* TASK ITEM *
Reproduce the opening lines of the records exactly, please, stopping after the line that contains "pub fn new(day: usize, exercise: usize)".

* INPUT FOR THIS TASK *
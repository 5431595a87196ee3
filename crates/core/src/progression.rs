use serde::{Deserialize, Serialize};

use crate::model::{CompletedSet, Day, DayStatus, Exercise, Program, Section, TrackerSettings};

//
// ─── CURSOR ────────────────────────────────────────────────────────────────────
//

/// Selected day and exercise within a program.
#[derive(Debug, Clone, Copy, PartialEq, Eq, Default, Serialize, Deserialize)]
pub struct Cursor {
    pub day: usize,
    pub exercise: usize,
}

impl Cursor {
    #[must_use]
    pub fn new(day: usize, exercise: usize) -> Self {
        Self { day, exercise }
    }
}

/// Where advancement landed.
#[derive(Debug, Clone, Copy, PartialEq, Eq)]
pub enum Advance {
    /// Next unfinished exercise later in the same day.
    SameDay(Cursor),
    /// First exercise of the following day.
    NextDay(Cursor),
    /// Nothing further; selection stays put.
    Stay(Cursor),
}

impl Advance {
    #[must_use]
    pub fn cursor(&self) -> Cursor {
        match self {
            Self::SameDay(c) | Self::NextDay(c) | Self::Stay(c) => *c,
        }
    }
}

/// Choose the next selection after completing or skipping `from`.
///
/// Picks the lowest index strictly after `from.exercise` in the same day
/// that is not completed; otherwise index 0 of the next day; otherwise
/// stays on `from`. Never moves backwards.
#[must_use]
pub fn next_position(program: &Program, from: Cursor, completed: &CompletedSet) -> Advance {
    if let Some(day) = program.day(from.day) {
        let later = day
            .exercises()
            .iter()
            .enumerate()
            .skip(from.exercise.saturating_add(1))
            .find(|(_, e)| !completed.contains(e.id()));
        if let Some((index, _)) = later {
            return Advance::SameDay(Cursor::new(from.day, index));
        }
    }

    let next_day = from.day.saturating_add(1);
    if next_day < program.days().len() {
        return Advance::NextDay(Cursor::new(next_day, 0));
    }
    Advance::Stay(from)
}

//
// ─── FILTERING ─────────────────────────────────────────────────────────────────
//

/// Section filter for the exercise list.
#[derive(Debug, Clone, Copy, PartialEq, Eq, Default)]
pub enum SectionFilter {
    #[default]
    All,
    Only(Section),
}

impl SectionFilter {
    fn matches(self, section: Section) -> bool {
        match self {
            Self::All => true,
            Self::Only(wanted) => wanted == section,
        }
    }
}

/// Exercises of `day` matching both the section filter and a
/// case-insensitive title substring, in their original order.
#[must_use]
pub fn filter_exercises<'a>(day: &'a Day, filter: SectionFilter, query: &str) -> Vec<&'a Exercise> {
    let needle = query.trim().to_lowercase();
    day.exercises()
        .iter()
        .filter(|e| filter.matches(e.section()))
        .filter(|e| needle.is_empty() || e.title().to_lowercase().contains(&needle))
        .collect()
}

//
// ─── DAY OVERVIEW ──────────────────────────────────────────────────────────────
//

/// Presentation-agnostic summary of one day.
#[derive(Debug, Clone, PartialEq)]
pub struct DayOverview {
    pub index: usize,
    pub title: String,
    pub status: DayStatus,
    pub completed: usize,
    pub total: usize,
    pub planned_secs: u32,
    pub calories: f32,
}

#[must_use]
pub fn day_overview(day: &Day, completed: &CompletedSet, settings: &TrackerSettings) -> DayOverview {
    DayOverview {
        index: day.index(),
        title: day.title().to_owned(),
        status: DayStatus::classify(day, completed),
        completed: day.exercise_ids().filter(|id| completed.contains(*id)).count(),
        total: day.exercises().len(),
        planned_secs: day
            .exercises()
            .iter()
            .map(|e| e.planned_secs(settings))
            .fold(0_u32, u32::saturating_add),
        calories: day.exercises().iter().filter_map(Exercise::calories).sum(),
    }
}

#[must_use]
pub fn program_overview(
    program: &Program,
    completed: &CompletedSet,
    settings: &TrackerSettings,
) -> Vec<DayOverview> {
    program
        .days()
        .iter()
        .map(|day| day_overview(day, completed, settings))
        .collect()
}

#[cfg(test)]
mod tests {
    use super::*;
    use crate::model::{ExerciseId, ExerciseKind, ProgramId, ProgramKind};

    fn ex(id: u64, title: &str, section: Section) -> Exercise {
        Exercise::new(
            ExerciseId::new(id),
            title,
            ExerciseKind::Time {
                duration_secs: Some(40),
            },
            Some(5.0),
            section,
        )
        .unwrap()
    }

    fn program(days: Vec<Vec<u64>>) -> Program {
        let days = days
            .into_iter()
            .enumerate()
            .map(|(i, ids)| {
                Day::new(
                    i,
                    format!("Day {}", i + 1),
                    ids.into_iter()
                        .map(|id| ex(id, &format!("Ex {id}"), Section::Workout))
                        .collect(),
                )
            })
            .collect();
        Program::new(ProgramId::new(1), ProgramKind::Program, "P", days).unwrap()
    }

    fn done(ids: &[u64]) -> CompletedSet {
        ids.iter().copied().map(ExerciseId::new).collect()
    }

    #[test]
    fn advances_to_lowest_unfinished_later_index() {
        let p = program(vec![vec![1, 2, 3, 4]]);
        let next = next_position(&p, Cursor::new(0, 0), &done(&[1, 2]));
        assert_eq!(next, Advance::SameDay(Cursor::new(0, 2)));
    }

    #[test]
    fn never_moves_back_to_earlier_unfinished_exercise() {
        let p = program(vec![vec![1, 2, 3]]);
        let next = next_position(&p, Cursor::new(0, 1), &done(&[2]));
        assert_eq!(next, Advance::SameDay(Cursor::new(0, 2)));
    }

    #[test]
    fn moves_to_next_day_when_day_has_nothing_left() {
        let p = program(vec![vec![1], vec![2]]);
        let next = next_position(&p, Cursor::new(0, 0), &done(&[1]));
        assert_eq!(next, Advance::NextDay(Cursor::new(1, 0)));
    }

    #[test]
    fn moves_to_next_day_even_if_it_is_a_rest_day() {
        let p = program(vec![vec![1], vec![], vec![3]]);
        let next = next_position(&p, Cursor::new(0, 0), &done(&[1]));
        assert_eq!(next, Advance::NextDay(Cursor::new(1, 0)));
    }

    #[test]
    fn stays_on_last_exercise_of_last_day() {
        let p = program(vec![vec![1, 2]]);
        let next = next_position(&p, Cursor::new(0, 1), &done(&[1, 2]));
        assert_eq!(next, Advance::Stay(Cursor::new(0, 1)));
    }

    #[test]
    fn filter_matches_section_and_query() {
        let day = Day::new(
            0,
            "Mixed",
            vec![
                ex(1, "Arm Circles", Section::WarmUp),
                ex(2, "Push-ups", Section::Workout),
                ex(3, "Pull-ups", Section::Workout),
                ex(4, "Child's pose", Section::CoolDown),
            ],
        );
        let ids = |v: Vec<&Exercise>| v.iter().map(|e| e.id().value()).collect::<Vec<_>>();

        assert_eq!(ids(filter_exercises(&day, SectionFilter::All, "")), vec![1, 2, 3, 4]);
        assert_eq!(
            ids(filter_exercises(&day, SectionFilter::Only(Section::Workout), "")),
            vec![2, 3]
        );
        assert_eq!(ids(filter_exercises(&day, SectionFilter::All, "UPS")), vec![2, 3]);
        assert_eq!(
            ids(filter_exercises(&day, SectionFilter::Only(Section::WarmUp), "ups")),
            Vec::<u64>::new()
        );
    }

    #[test]
    fn overview_reports_counts_and_totals() {
        let p = program(vec![vec![1, 2], vec![]]);
        let overview = program_overview(&p, &done(&[2]), &TrackerSettings::default());
        assert_eq!(overview.len(), 2);
        assert_eq!(overview[0].status, DayStatus::InProgress);
        assert_eq!(overview[0].completed, 1);
        assert_eq!(overview[0].total, 2);
        assert_eq!(overview[0].planned_secs, 80);
        assert!((overview[0].calories - 10.0).abs() < f32::EPSILON);
        assert_eq!(overview[1].status, DayStatus::Rest);
    }
}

* THE COMPLETED TASK *
repository 5431595a87196ee3
filename crates/core/src/progression.rs
use serde::{Deserialize, Serialize};

use crate::model::{CompletedSet, Day, DayStatus, Exercise, Program, Section, TrackerSettings};

//
// ─── CURSOR ────────────────────────────────────────────────────────────────────
//

/// Selected day and exercise within a program.
#[derive(Debug, Clone, Copy, PartialEq, Eq, Default, Serialize, Deserialize)]
pub struct Cursor {
    pub day: usize,
    pub exercise: usize,
}

impl Cursor {
    #[must_use]
    pub fn new(day: usize, exercise: usize) -> Self {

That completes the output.